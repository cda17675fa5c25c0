use std::fmt;
use std::net::{IpAddr, Ipv6Addr, SocketAddr, SocketAddrV6};

use serde::{Deserialize, Serialize};
use tokio::net::lookup_host;
use tracing::debug;

use crate::error::{Result, ScanError};

/// Which resolved addresses get scanned.
#[derive(Serialize, Deserialize, Debug, Clone, Copy, PartialEq, Eq, Hash, Default)]
#[serde(rename_all = "lowercase")]
pub enum AddressFamily {
    Ipv4,
    Ipv6,
    #[default]
    Any,
}

impl AddressFamily {
    /// Family of a concrete address. Never returns `Any`.
    pub fn of(ip: &IpAddr) -> Self {
        match ip {
            IpAddr::V4(_) => AddressFamily::Ipv4,
            IpAddr::V6(_) => AddressFamily::Ipv6,
        }
    }

    pub fn admits(self, ip: &IpAddr) -> bool {
        self == AddressFamily::Any || self == AddressFamily::of(ip)
    }
}

impl fmt::Display for AddressFamily {
    fn fmt(&self, f: &mut fmt::Formatter<'_>) -> fmt::Result {
        f.write_str(match self {
            AddressFamily::Ipv4 => "IPv4",
            AddressFamily::Ipv6 => "IPv6",
            AddressFamily::Any => "any",
        })
    }
}

/// One address the target resolved to, tagged by family.
///
/// `scope_id` is the IPv6 zone (interface index) for link-local addresses and
/// 0 otherwise.
#[derive(Serialize, Deserialize, Debug, Clone, Copy, PartialEq, Eq, Hash)]
pub struct ResolvedAddress {
    pub ip: IpAddr,
    pub family: AddressFamily,
    #[serde(default, skip_serializing_if = "is_zero")]
    pub scope_id: u32,
}

impl ResolvedAddress {
    /// Socket address for `port`, carrying the IPv6 scope.
    pub fn socket_addr(&self, port: u16) -> SocketAddr {
        match self.ip {
            IpAddr::V6(v6) => SocketAddr::V6(SocketAddrV6::new(v6, port, 0, self.scope_id)),
            IpAddr::V4(_) => SocketAddr::new(self.ip, port),
        }
    }
}

impl From<IpAddr> for ResolvedAddress {
    fn from(ip: IpAddr) -> Self {
        Self {
            ip,
            family: AddressFamily::of(&ip),
            scope_id: 0,
        }
    }
}

impl From<SocketAddr> for ResolvedAddress {
    fn from(sa: SocketAddr) -> Self {
        let scope_id = match sa {
            SocketAddr::V6(v6) => v6.scope_id(),
            SocketAddr::V4(_) => 0,
        };
        Self {
            scope_id,
            ..Self::from(sa.ip())
        }
    }
}

impl fmt::Display for ResolvedAddress {
    fn fmt(&self, f: &mut fmt::Formatter<'_>) -> fmt::Result {
        if self.scope_id != 0 {
            write!(f, "{}%{} ({})", self.ip, self.scope_id, self.family)
        } else {
            write!(f, "{} ({})", self.ip, self.family)
        }
    }
}

fn is_zero(v: &u32) -> bool {
    *v == 0
}

/// Resolve `target` to the addresses that will be scanned.
///
/// IP literals (including bracketed IPv6 such as `[::1]` and numeric zones
/// such as `fe80::1%2`) skip the lookup. Hostnames and literals with a named
/// zone (`fe80::1%eth0`) go through a single system resolver call. Resolver order is kept,
/// repeated addresses are dropped, and addresses outside `family` are filtered
/// out. An empty result is an error.
pub async fn resolve(target: &str, family: AddressFamily) -> Result<Vec<ResolvedAddress>> {
    let trimmed = target.trim();
    if trimmed.is_empty() {
        return Err(resolution_error(target, "empty target"));
    }

    let candidates: Vec<ResolvedAddress> = match parse_ip_literal(trimmed) {
        Some(addr) => vec![addr],
        None => lookup_host((unbracket(trimmed), 0))
            .await
            .map_err(|e| resolution_error(target, e))?
            .map(ResolvedAddress::from)
            .collect(),
    };

    let addrs = select_addresses(candidates, family);
    if addrs.is_empty() {
        let reason = match family {
            AddressFamily::Any => "no addresses found".to_string(),
            other => format!("no {other} addresses found"),
        };
        return Err(resolution_error(target, reason));
    }

    debug!(host = target, %family, count = addrs.len(), "resolved target");
    Ok(addrs)
}

/// Keep resolver order, drop duplicates, filter by family.
pub fn select_addresses<I>(candidates: I, family: AddressFamily) -> Vec<ResolvedAddress>
where
    I: IntoIterator,
    I::Item: Into<ResolvedAddress>,
{
    let mut out: Vec<ResolvedAddress> = Vec::new();
    for addr in candidates.into_iter().map(Into::into) {
        if family.admits(&addr.ip) && !out.contains(&addr) {
            out.push(addr);
        }
    }
    out
}

fn unbracket(s: &str) -> &str {
    s.strip_prefix('[')
        .and_then(|rest| rest.strip_suffix(']'))
        .unwrap_or(s)
}

fn parse_ip_literal(s: &str) -> Option<ResolvedAddress> {
    let inner = unbracket(s);
    if let Some((ip, zone)) = inner.split_once('%') {
        let ip: Ipv6Addr = ip.parse().ok()?;
        let scope_id: u32 = zone.parse().ok()?;
        let sa = SocketAddrV6::new(ip, 0, 0, scope_id);
        return Some(ResolvedAddress::from(SocketAddr::V6(sa)));
    }
    inner.parse::<IpAddr>().ok().map(ResolvedAddress::from)
}

fn resolution_error(target: &str, reason: impl ToString) -> ScanError {
    ScanError::Resolution {
        target: target.to_string(),
        reason: reason.to_string(),
    }
}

> [Your instructions]:
Count the lines of the material above that contain the word "IpAddr", then give only that count.

> [Answer space]:
11